Another finding is also interesting. Higher educated or older the workers are, more mental distresses they suffer. It is in our common sense that older workers suffer more mental distresses because they are more physically unfit to the work and then are worried more about the job security.
 
But why do the higher educated suffer too? One study cannot tell us many things, but it does challenge our common beliefs on mental health at work. The problems are much beyond our knowledge.
 
2. Job burnout among administrative and professional staffs
 
Another research on burnouts of workers in Shenzhen and Guangzhou, Guangdong also tells us that job burnout prevails among administrative and professional staffs in two Chinese modern cities.

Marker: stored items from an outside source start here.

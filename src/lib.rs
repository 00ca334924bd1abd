//! Snapshot-to-clipboard support for plate UIs.
//!
//! Given one of two named plate regions (the "source" and "destination"
//! display areas), renders the region off-screen through a host-supplied
//! renderer and places the image on the system clipboard, either as a binary
//! PNG or as its data-URL text form.
//!
//! The embedding UI wires up a [`snapshot::RegionProvider`] and a
//! [`snapshot::SurfaceRenderer`], then triggers
//! [`SnapshotManager::copy_source_plate`] or
//! [`SnapshotManager::copy_dest_plate`] from its input handlers.

pub mod config;
pub mod snapshot;

pub use config::Config;
pub use snapshot::SnapshotManager;
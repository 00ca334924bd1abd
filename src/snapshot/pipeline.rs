use std::sync::Arc;

use tokio::task;

use crate::snapshot::{
    dependencies::{ClipboardSink, SnapDependencies},
    types::{ImagePayload, RegionName, SnapError, SnapResult, TransferMode},
};

#[derive(Debug, Clone, Copy)]
pub(crate) struct SnapRequest {
    pub(crate) region: RegionName,
    pub(crate) mode: TransferMode,
}

pub(crate) async fn perform_snapshot(
    request: SnapRequest,
    dependencies: Arc<SnapDependencies>,
) -> Result<SnapResult, SnapError> {
    log::info!("Starting snapshot of '{}'", request.region.class_label());

    // Step 1: resolve the target region. A missing region fails here,
    // explicitly, instead of surfacing later as an invalid reference.
    let region = dependencies.regions.resolve(request.region)?;
    log::debug!(
        "Resolved '{}' to {:?}",
        region.name.class_label(),
        region.bounds
    );

    // Step 2: render the region off-screen. This is the expensive await.
    let surface = dependencies.renderer.render(&region).await?;
    log::info!(
        "Rendered {}x{} surface for '{}'",
        surface.width(),
        surface.height(),
        region.name.class_label()
    );

    // Step 3: extract the payload in the configured representation.
    let payload = match request.mode {
        TransferMode::PngBlob => ImagePayload::Png(surface.encode_png()?),
        TransferMode::DataUrl => ImagePayload::DataUrl(surface.to_data_url()?),
    };

    // Step 4: clipboard write. Best-effort: a rejected write is logged and
    // reported in the result, but does not fail the snapshot.
    let copied_to_clipboard =
        copy_to_clipboard(Arc::clone(&dependencies.clipboard), payload.clone()).await;

    Ok(SnapResult {
        payload,
        copied_to_clipboard,
    })
}

async fn copy_to_clipboard(clipboard: Arc<dyn ClipboardSink>, payload: ImagePayload) -> bool {
    match task::spawn_blocking(move || clipboard.copy(&payload))
        .await
        .map_err(|e| SnapError::ClipboardError(format!("Clipboard task failed: {}", e)))
    {
        Ok(Ok(())) => {
            log::info!("Snapshot copied to clipboard");
            true
        }
        Ok(Err(e)) | Err(e) => {
            log::error!("Failed to copy snapshot to clipboard: {}", e);
            false
        }
    }
}
//! Region resolution: mapping logical plate names to concrete UI regions.

use std::collections::HashMap;
use std::sync::RwLock;

use super::types::{Region, RegionBounds, RegionName, SnapError};

/// Capability for resolving a logical region name to the region carrying the
/// matching class label.
///
/// Read-only; resolution has no side effects. A missing region is an explicit
/// error rather than an absent reference the caller might dereference.
pub trait RegionProvider: Send + Sync {
    fn resolve(&self, name: RegionName) -> Result<Region, SnapError>;
}

/// In-memory region registry.
///
/// The embedding UI registers the current bounds of each plate widget as its
/// layout settles; lookups see whatever was registered most recently. Regions
/// are not assumed to persist, so a host may unregister a plate when its
/// widget is torn down.
#[derive(Default)]
pub struct StaticRegions {
    bounds: RwLock<HashMap<RegionName, RegionBounds>>,
}

impl StaticRegions {
    pub fn new() -> Self {
        Self::default()
    }

    /// Registers (or replaces) the bounds for a region.
    pub fn register(&self, name: RegionName, bounds: RegionBounds) {
        log::debug!("Registering region '{}' at {:?}", name.class_label(), bounds);
        self.lock_bounds().insert(name, bounds);
    }

    /// Removes a region, typically when its widget is dropped.
    pub fn unregister(&self, name: RegionName) {
        self.lock_bounds().remove(&name);
    }

    fn lock_bounds(&self) -> std::sync::RwLockWriteGuard<'_, HashMap<RegionName, RegionBounds>> {
        self.bounds.write().unwrap_or_else(|e| e.into_inner())
    }
}

impl RegionProvider for StaticRegions {
    fn resolve(&self, name: RegionName) -> Result<Region, SnapError> {
        let map = self.bounds.read().unwrap_or_else(|e| e.into_inner());
        map.get(&name)
            .copied()
            .map(|bounds| Region { name, bounds })
            .ok_or(SnapError::RegionNotFound(name))
    }
}

#[cfg(test)]
mod tests {
    use super::*;

    fn bounds(width: u32, height: u32) -> RegionBounds {
        RegionBounds {
            x: 0,
            y: 0,
            width,
            height,
        }
    }

    #[test]
    fn resolves_registered_region() {
        let regions = StaticRegions::new();
        regions.register(RegionName::SourcePlate, bounds(640, 480));

        let region = regions.resolve(RegionName::SourcePlate).unwrap();
        assert_eq!(region.name, RegionName::SourcePlate);
        assert_eq!(region.bounds.width, 640);
    }

    #[test]
    fn missing_region_is_an_explicit_error() {
        let regions = StaticRegions::new();
        let err = regions.resolve(RegionName::DestPlate).unwrap_err();
        assert!(matches!(err, SnapError::RegionNotFound(RegionName::DestPlate)));
    }

    #[test]
    fn reregistering_replaces_bounds() {
        let regions = StaticRegions::new();
        regions.register(RegionName::DestPlate, bounds(100, 100));
        regions.register(RegionName::DestPlate, bounds(200, 150));

        let region = regions.resolve(RegionName::DestPlate).unwrap();
        assert_eq!(region.bounds.width, 200);
        assert_eq!(region.bounds.height, 150);
    }

    #[test]
    fn unregister_makes_region_unresolvable() {
        let regions = StaticRegions::new();
        regions.register(RegionName::SourcePlate, bounds(10, 10));
        regions.unregister(RegionName::SourcePlate);
        assert!(regions.resolve(RegionName::SourcePlate).is_err());
    }
}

The research studies the workers of two similar-scaled enterprises in Shenzhen and Guangzhou respectively [2]. Majority of them have senior high education or above and serve as administrative and professional staffs.
 
In terms of the seriousness of burnout (normal: <4), 59.2% of the workers’ burnout index in the Guangzhou enterprise are higher than 4, and 53.93 %, in the Shenzhen enterprise. In the Guangzhou enterprise, 56.6% of the workers suffer insomnia and 24.2% are suspected to suffer insomnia. In the Shenzhen enterprise, 53.2% of the workers suffer insomnia and 23.7% are suspected to suffer insomnia.
 
In the Guangzhou enterprise, 22.5% and 31.2% of the workers are classified as moderately and highly risky on mental health, respectively. In the Shenzhen one, 22.9% and 31.2% are classified as moderately and highly risky on mental health, respectively. The workers as mentally highly risky persons are outweighed in comparison of the workers as mentally moderately risky ones. On mental health, the workers in both enterprises are in a dangerous situation and suffer serious burnout at work.
 
Job burnout causes the workers emotional exhaustion, low morale and low motivation to work. Business is worried about productivity of workers, but we care of their health. 
 
Mental distress at work is popular among the workers who work in very labouring works, such as miners, but also among administrative and professional staffs. Mental distress at work has become a common occupational disease today.
 
Notes:
[1] Xue Qiaoyun, Ge Hua & Liu Jiwen, “Investigation on the Life Quality of Copper-nickel Miners and Its Influencing Factors” (Chinese), Journal of Xinjiang Medical University, Vol. 14, No.11 (Nov 2018), pp.1334-1337.
[2] Jiang Fan, Qiu Chang, Zeng Ling-yun, et.al., Comparison and Correlation Analysis between the Status of Job Burnout and Sleep, Fatigue and Mental Health” (Chinese), Journal of Neuroscience and Mental Health, Vol. 15, No.2 (2015), pp.122-125.